Nonostante le tante parole spese durante la pandemia non si sono fatti investimenti seri nel settore. Per poter davvero cambiare le cose serve un completo ripensamento del sistema dell'organizzazione del sociale a partire dal sistema degli accreditamenti e degli appalti che sono sempre più spesso giocati al ribasso. Servirebbe una nuova legge quadro sulle professioni educative. Servirebbe un superamento del modello formativo che, così com'è, basato sull'esistenza di due facoltà che erogano insegnamenti simili e formano per operare in campi spesso sovrapponibili non ha alcun senso. Al di là delle parole, buone a fare propaganda politica, è evidente che quanto ho detto andrebbe a toccare sin troppi interessi e non ci si metterà mai mani. Ogni soluzione di ripiego, moratorie alle leggi vigenti, utilizzo di altro personale residuale per motivi di emergenza è un pannicello caldo e crea, nel medio periodo più danni di quanti non ne possa sanare.

Persone qualificate che devono lavorare con salari bassissimi, costretti a lasciare il proprio lavoro soprattutto la propria passione in cambio di un altro lavoro per un salario migliore. Cosa ne pensa tutto questo?

In oltre vent'anni di professione educativa e dieci di sindacato mi sono reso conto che questo settore è quasi del tutto impermeabile al cambiamento, intendo dire un cambiamento sistemico del modello di lavoro. Si possono migliorare piccole cose all'interno di realtà locali ma il sistema non modifica, soprattutto perché chi è al vertice non si interroga se non quando la situazione diventa insostenibile e siamo passati dalla gestione del problema all'arginamento dell'emergenza. Davanti a questo stato di cose non è possibile biasimare il collega che decide di cambiare posto di lavoro e andarsene.

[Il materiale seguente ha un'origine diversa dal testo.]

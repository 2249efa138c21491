use crate::data::DataLoader;
use crate::model::Model;
use crate::utils::loss::{ binary_accuracy, BinaryCrossEntropy };
use anyhow::Result;
use burn::module::AutodiffModule;
use burn::optim::{ GradientsParams, Optimizer, RmsPropConfig };
use burn::tensor::backend::AutodiffBackend;
use burn::tensor::ElementConversion;
use serde::Serialize;
use tracing::{ debug, info, warn };

/// Metrics of one epoch. Accuracies are fractions in [0, 1]; values are NaN when
/// the subset was too small to fill a single batch.
#[derive(Debug, Clone, Copy, PartialEq, Serialize)]
pub struct EpochRecord {
    pub epoch: usize,
    pub train_loss: f64,
    pub train_accuracy: f64,
    pub val_loss: f64,
    pub val_accuracy: f64,
}

#[derive(Debug, Clone, Default)]
pub struct TrainingHistory {
    records: Vec<EpochRecord>,
}

impl TrainingHistory {
    pub fn push(&mut self, record: EpochRecord) {
        self.records.push(record);
    }

    pub fn records(&self) -> &[EpochRecord] {
        &self.records
    }

    pub fn len(&self) -> usize {
        self.records.len()
    }

    pub fn is_empty(&self) -> bool {
        self.records.is_empty()
    }

    /// (epoch, value) pairs, as plotted
    pub fn series(&self, value: impl Fn(&EpochRecord) -> f64) -> Vec<(f64, f64)> {
        self.records
            .iter()
            .map(|record| (record.epoch as f64, value(record)))
            .collect()
    }
}

/// Running sums weighted by batch size.
#[derive(Debug, Default)]
struct Running {
    loss: f64,
    accuracy: f64,
    samples: usize,
}

impl Running {
    fn add(&mut self, loss: f64, accuracy: f64, batch: usize) {
        self.loss += loss * (batch as f64);
        self.accuracy += accuracy * (batch as f64);
        self.samples += batch;
    }

    fn finish(&self) -> (f64, f64) {
        let samples = self.samples as f64;
        (self.loss / samples, self.accuracy / samples)
    }
}

/// Fits the head for `n_epochs` and returns the trained model with its history.
///
/// Each epoch takes `steps()` full batches from the training loader, then measures
/// loss and accuracy over `steps()` validation batches with dropout disabled. Both
/// losses include the L2 penalty of the head.
pub fn train_model<B: AutodiffBackend>(
    mut model: Model<B>,
    dataloader_train: &mut DataLoader<B>,
    dataloader_val: &mut DataLoader<B::InnerBackend>,
    n_epochs: usize,
    learning_rate: f64
) -> Result<(Model<B>, TrainingHistory)> {
    let mut optim = RmsPropConfig::new().with_alpha(0.9).with_epsilon(1e-7).init();
    let bce = BinaryCrossEntropy::new();
    let mut history = TrainingHistory::default();

    let steps_train = dataloader_train.steps();
    let steps_val = dataloader_val.steps();
    info!(
        "Training {} epochs: {} steps per epoch, {} validation steps",
        n_epochs,
        steps_train,
        steps_val
    );
    if steps_train == 0 {
        warn!(
            "{} training images do not fill one batch, epochs will not update the model",
            dataloader_train.len()
        );
    }

    for e in 1..=n_epochs {
        let mut train = Running::default();

        dataloader_train.reset();
        for (i, batch) in dataloader_train.by_ref().take(steps_train).enumerate() {
            let batch = batch?;
            let size = batch.indices.len();

            let output = model.forward(batch.images);
            let loss = bce.forward(output.clone(), batch.labels.clone()) + model.head.l2_penalty();

            let grads = loss.backward();
            let grads = GradientsParams::from_grads(grads, &model.head);
            model.head = optim.step(learning_rate, model.head, grads);

            let loss = loss.into_scalar().elem::<f64>();
            let acc = binary_accuracy(output, batch.labels);
            train.add(loss, acc, size);

            debug!(
                "[Train - Epoch {} - Batch {}] Loss {:.4} | Accuracy {:.2}%",
                e,
                i,
                loss,
                acc * 100.0
            );
        }
        let (train_loss, train_accuracy) = train.finish();

        let head = model.head.valid();
        let mut val = Running::default();

        dataloader_val.reset();
        for (i, batch) in dataloader_val.by_ref().take(steps_val).enumerate() {
            let batch = batch?;
            let size = batch.indices.len();

            let output = head.forward(model.backbone.forward(batch.images));
            let loss = bce.forward(output.clone(), batch.labels.clone()) + head.l2_penalty();

            let loss = loss.into_scalar().elem::<f64>();
            let acc = binary_accuracy(output, batch.labels);
            val.add(loss, acc, size);

            debug!(
                "[Validation - Epoch {} - Batch {}] Loss {:.4} | Accuracy {:.2}%",
                e,
                i,
                loss,
                acc * 100.0
            );
        }
        let (val_loss, val_accuracy) = val.finish();

        info!(
            "[Epoch {}/{}] loss {:.4} - acc {:.2}% - val_loss {:.4} - val_acc {:.2}%",
            e,
            n_epochs,
            train_loss,
            train_accuracy * 100.0,
            val_loss,
            val_accuracy * 100.0
        );

        history.push(EpochRecord {
            epoch: e,
            train_loss,
            train_accuracy,
            val_loss,
            val_accuracy,
        });
    }

    Ok((model, history))
}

Troppe persone che stimo e conosco da anni hanno scelto, arrivati a quarant'anni, di andarsene e questa scelta è stata fatta con sofferenza perché, quando decidi di fare l'educatore, lo fai anche per un portato ideologico che ti fa credere che sia possibile migliorare le cose con i propri sforzi. Come si può sentire un educatore quando dopo vent'anni di lavoro e di sforzi si rende conto di non essere riuscito nemmeno a cambiare la sua, di situazione?

Ma ancora, come si deve sentire una lavoratrice di quarant'anni, laureata che si occupa di migliorare la condizione sociale di un alunno problematico a scuola quando non è in grado di dare al proprio figlio una condizione di vita decente perché pur lavorando nella scuola prende a malapena mille euro (per nove mesi l'anno perché d'estate, quando la scuola è chiusa, nessuno la paga ma, essendo dipendente della cooperativa non può andare a trovare un altro lavoro?

Ad essere penalizzato non è soltanto chi lavoro ma anche chi usufruisce del servizio: ragazzi disabili, studenti. Come faranno questi se non ci saranno più figure importanti come gli educatori? Secondo lei, ci saranno delle soluzioni?

Nel sistema iperliberista che gli Stati stanno costruendo con la loro inazione prima ancora che con scelte consapevoli di politica sociale mi vien da rispondere: “BES, Disabili, Stranieri e altri soggetti fragili si arrangeranno”. Metto la frase precedente tra virgolette perché è ovvio che non trovo giusta questa affermazione. Però la palla deve cadere nel campo della politica, ministri, assessori, dirigenti locali e tecnici vari; presidenti di cooperative ed enti del terzo settore; Presidi di facoltà e professori di varia natura devono essere consapevoli che per anni abbiamo denunciato una situazione e abbiamo avvertito in tutti i modi che si stava correndo verso questa catastrofe (mi sono permesso di coniare il termine CATASTROFE EDUCATIVA, per dare un nome a quanto accade) e per anni siamo stati bollati come Cassandre. Sembrava un mondo in cui il bacino dei candidati non si esauriva mai, fuori quarantenni bolliti con problemi psicologici enormi che nessuno prendeva in carico e dentro ragazzini di vent'anni mandati a farsi triturare dal sistema come carne da macello. Adesso il sistema è crollato e con lui crollerà il sociale. A settembre ci sarà da metter mano agli organici dell'educazione scolastica e ne vedremo delle belle. Da sindacalista e da autore, non posso.